These factors demonstrate why the Trust was interested in the Tribunal hearing. They do not, however, demonstrate that the Trust had any particular interest in the outcome. Mr King advanced two arguments as to why the Trust might wish D’s application to the Tribunal to be dismissed. The first was that the Trust might have a financial motive to retain D as a patient. The second was that the Trust might be concerned that, if the Tribunal ordered D to be discharged, this would demonstrate that D was being wrongfully detained and might result in D bringing a claim for damages.
We consider that both of these submissions are fanciful. The Code of Practice published in March 1999 pursuant to section 118 of the Act lays down the following Guiding Principles as to how those to whom the Act applies should be treated. They should:
- receive recognition of their basic human rights under the European Convention on Human Rights (ECHR);
- be given respect for their qualities, abilities and diverse backgrounds as individuals and be assured that account will be taken of their age, gender, sexual orientation, social, ethnic, cultural and religious background, but that of general assumption will not be made on the basis of any one of these characteristics;
- have their needs taken fully into account, though it is recognised that, within available resources, it may not always be practicable to meet them in full;
- be given any necessary treatment or care in the least controlled and segregated facilities compatible with ensuring their own health or safety or the safety of other people;
- be treated and cared for in such a way as to promote to the greatest practicable degree their self determination and personal responsibility, consistent with their own needs and wishes;
- be discharged from detention or other powers provided by the Act as soon as it is clear that their application is no longer justified.
These principles demonstrate, as one would expect, that the primary consideration of a Trust in relation to patients detained under the Act is the welfare of those patients. Trusts are not profit-making institutions. There is no reason to believe that a Trust will benefit financially by keeping a patient detained. Mr King did not join issue with the experience of this court that, in the field of mental health, the problem is not how to fill hospital beds but how to find beds for all those who need treatment. He submitted, however, that the position might change in the future. We have no hesitation in rejecting the suggestion that any reasonable and informed member of the public would suspect that a National Health Service Trust was anxious to keep in detention patients whose condition did not justify this in order to improve their cash flow.
The judge found paradoxical the suggestion that a Trust might wish a Tribunal to reject an application for the discharge of a patient because of the fear of being sued for wrongfully detaining him. We do not find the suggestion paradoxical. We can appreciate the argument that, by directing the discharge of a patient, a Tribunal might draw attention to the fact that a patient had been wrongfully detained. Once again, however, we regard as fanciful the suggestion that a Trust would hope for a Tribunal finding adverse to its patient for this reason.
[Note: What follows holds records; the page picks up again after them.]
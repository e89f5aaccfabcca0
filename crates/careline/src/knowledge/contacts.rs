//! Contact CRUD with write-through to the knowledge base.
//!
//! The contact row is the source of truth. A failed sync is logged and left
//! for [`AuthoritySync::repair_missing`] to pick up.

use uuid::Uuid;

use super::authority_sync::AuthoritySync;
use crate::error::{Error, Result};
use crate::storage::Store;
use crate::types::{AuthoritativeContact, ContactInput};

#[derive(Clone)]
pub struct ContactService {
    store: Store,
    sync: AuthoritySync,
}

impl ContactService {
    pub fn new(store: Store, sync: AuthoritySync) -> Self {
        Self { store, sync }
    }

    pub async fn create(&self, input: ContactInput) -> Result<AuthoritativeContact> {
        let input = normalise(input)?;
        let contact = self.store.insert_contact(input).await?;
        if let Err(e) = self.sync.sync_create(&contact).await {
            tracing::error!(organisation = %contact.organisation, error = %e, "Contact sync failed on create");
        }
        Ok(contact)
    }

    pub async fn update(&self, id: Uuid, input: ContactInput) -> Result<AuthoritativeContact> {
        let input = normalise(input)?;
        let previous = self
            .store
            .get_contact(id)
            .await?
            .ok_or_else(|| Error::NotFound(format!("contact {}", id)))?;
        let contact = self.store.update_contact(id, input).await?;

        if previous.organisation != contact.organisation {
            if let Err(e) = self.sync.sync_delete(&previous.organisation).await {
                tracing::error!(organisation = %previous.organisation, error = %e, "Stale contact document not removed");
            }
        }
        if let Err(e) = self.sync.sync_update(&contact).await {
            tracing::error!(organisation = %contact.organisation, error = %e, "Contact sync failed on update");
        }
        Ok(contact)
    }

    pub async fn delete(&self, id: Uuid) -> Result<AuthoritativeContact> {
        let contact = self
            .store
            .delete_contact(id)
            .await?
            .ok_or_else(|| Error::NotFound(format!("contact {}", id)))?;
        if let Err(e) = self.sync.sync_delete(&contact.organisation).await {
            tracing::error!(organisation = %contact.organisation, error = %e, "Contact sync failed on delete");
        }
        Ok(contact)
    }

    pub async fn get(&self, id: Uuid) -> Result<AuthoritativeContact> {
        self.store
            .get_contact(id)
            .await?
            .ok_or_else(|| Error::NotFound(format!("contact {}", id)))
    }

    pub async fn list(&self) -> Result<Vec<AuthoritativeContact>> {
        self.store.list_contacts().await
    }

    /// Update the contact with the same organisation, or create it.
    /// Returns the contact and whether it was created.
    pub async fn upsert_by_organisation(&self, input: ContactInput) -> Result<(AuthoritativeContact, bool)> {
        let input = normalise(input)?;
        match self.store.get_contact_by_organisation(&input.organisation).await? {
            Some(existing) => Ok((self.update(existing.id, merge(existing, input)).await?, false)),
            None => Ok((self.create(input).await?, true)),
        }
    }

    pub async fn repair(&self) -> Result<usize> {
        self.sync.repair_missing().await
    }
}

fn normalise(mut input: ContactInput) -> Result<ContactInput> {
    input.organisation = input.organisation.trim().to_string();
    if input.organisation.is_empty() {
        return Err(Error::Validation("organisation is required".into()));
    }
    Ok(input)
}

/// New values win; fields the new input leaves empty keep the stored value.
fn merge(existing: AuthoritativeContact, input: ContactInput) -> ContactInput {
    ContactInput {
        organisation: input.organisation,
        phone: input.phone.or(existing.phone),
        email: input.email.or(existing.email),
        address: input.address.or(existing.address),
        tags: input.tags.or(existing.tags),
        notes: input.notes.or(existing.notes),
    }
}

#[cfg(test)]
mod tests {
    use super::*;
    use crate::config::AppConfig;
    use crate::knowledge::authority_sync::{contact_title, CONTACT_SOURCE};
    use crate::knowledge::KnowledgeManager;
    use crate::test_support::ConceptEmbedder;
    use std::sync::Arc;

    fn service() -> ContactService {
        let store = Store::open_in_memory().unwrap();
        let km = KnowledgeManager::new(store.clone(), Arc::new(ConceptEmbedder::new()), &AppConfig::default());
        ContactService::new(store, AuthoritySync::new(km))
    }

    fn input(org: &str, phone: Option<&str>) -> ContactInput {
        ContactInput {
            organisation: org.into(),
            phone: phone.map(String::from),
            ..ContactInput::default()
        }
    }

    async fn contact_doc(svc: &ContactService, org: &str) -> Option<crate::types::KnowledgeDocument> {
        svc.store.find_document(CONTACT_SOURCE, &contact_title(org)).await.unwrap()
    }

    #[tokio::test]
    async fn create_writes_through() {
        let svc = service();
        let contact = svc.create(input(" 毒防局 ", Some("07-713-4000"))).await.unwrap();
        assert_eq!(contact.organisation, "毒防局");
        let doc = contact_doc(&svc, "毒防局").await.unwrap();
        assert!(doc.content.contains("07-713-4000"));
    }

    #[tokio::test]
    async fn duplicate_organisation_is_rejected() {
        let svc = service();
        svc.create(input("毒防局", None)).await.unwrap();
        assert!(matches!(svc.create(input("毒防局", None)).await, Err(Error::Validation(_))));
    }

    #[tokio::test]
    async fn rename_moves_the_document() {
        let svc = service();
        let contact = svc.create(input("舊名稱中心", Some("07-000-0000"))).await.unwrap();
        svc.update(contact.id, input("新名稱中心", Some("07-000-0000"))).await.unwrap();

        assert!(contact_doc(&svc, "舊名稱中心").await.is_none());
        assert!(contact_doc(&svc, "新名稱中心").await.is_some());
    }

    #[tokio::test]
    async fn delete_removes_row_and_document() {
        let svc = service();
        let contact = svc.create(input("晨曦會", None)).await.unwrap();
        svc.delete(contact.id).await.unwrap();

        assert!(contact_doc(&svc, "晨曦會").await.is_none());
        assert!(matches!(svc.get(contact.id).await, Err(Error::NotFound(_))));
        assert!(matches!(svc.delete(contact.id).await, Err(Error::NotFound(_))));
    }

    #[tokio::test]
    async fn upsert_merges_missing_fields() {
        let svc = service();
        let (first, created) = svc
            .upsert_by_organisation(ContactInput {
                organisation: "凱旋醫院".into(),
                phone: Some("07-751-3171".into()),
                address: Some("高雄市苓雅區凱旋二路130號".into()),
                ..ContactInput::default()
            })
            .await
            .unwrap();
        assert!(created);

        let (second, created) = svc
            .upsert_by_organisation(input("凱旋醫院", Some("07-751-3172")))
            .await
            .unwrap();
        assert!(!created);
        assert_eq!(first.id, second.id);
        assert_eq!(second.phone.as_deref(), Some("07-751-3172"));
        assert_eq!(second.address.as_deref(), Some("高雄市苓雅區凱旋二路130號"));
        assert_eq!(svc.list().await.unwrap().len(), 1);
    }

    #[tokio::test]
    async fn blank_organisation_is_invalid() {
        let svc = service();
        assert!(matches!(svc.create(input("  ", None)).await, Err(Error::Validation(_))));
    }
}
We can envisage reasons why those responsible for the detention of a patient under the Act, such as the Responsible Medical Officer and the hospital managers, might hope that a Tribunal would not direct the patient’s discharge. Having formed the view that the need for treatment justified the detention of the patient, self-esteem might make them wish to see their assessment upheld by the Tribunal. They might also believe that, if the Tribunal formed a different view, this would not be in the best interests of the patient and the public. In general, however, we do not consider that the reasonable and informed member of the public would expect the managers of a Trust to be overly concerned should a Tribunal decide to direct the discharge of a patient.
We are not, of course, directly concerned with the reaction of the managers of the Trust should the Tribunal direct the discharge of a patient. The question is whether the reasonable and informed member of the public might suspect that someone in the position of Dr Izmeth would be so concerned at the potential reaction of the managers of the Trust, and the implications of such reaction for his own position, that this might consciously or unconsciously affect his decision.
The 13 reasons for rejecting the application given by Silber J all bore on this issue. Mr King attacked three of them. He submitted that the fact that Dr Izmeth was required to act in an independent manner with respect to his patients was of little or no relevance when he was sitting on the Tribunal because the people applying to the Tribunal would not be his patients. We do not accept this submission, which, we consider, the reasonable and informed observer would view as ‘legalistic’. We consider that that observer would expect a consultant psychiatrist to apply the same concerns for the welfare of a patient, whether that patient was the consultant’s own, or a patient whose liberty depended upon the objective clinical judgment of the consultant in the context of a Tribunal hearing.
Next Mr King submitted that the absence of any evidence to show that the Trust was in a position to take decisions that were beneficial or detrimental to Dr Izmeth was not a relevant factor. The nature of all employment relationships was that they permitted an employer to take decisions that might be regarded as beneficial or detrimental by the employee. As a consequence it should be presumed that the Trust could take decisions that were beneficial or detrimental to Dr Izmeth.
Once again we do not agree with Mr King. An employer who decides on an employee’s remuneration, location, conditions of service and promotion will be in a position to affect an employee beneficially or detrimentally. Positive evidence was adduced about Dr Izmeth’s status and terms of employment as a consultant psychiatrist, which showed that he was not susceptible to beneficial or detrimental treatment in these matters at the whim of the Trust. We can see no way in which dissatisfaction with or approval of Dr Izmeth’s decisions as a member of the Tribunal would or could lead to a difference in the way that he was treated by the Trust. Nor do we consider that the reasonably informed observer would have reached any different conclusion.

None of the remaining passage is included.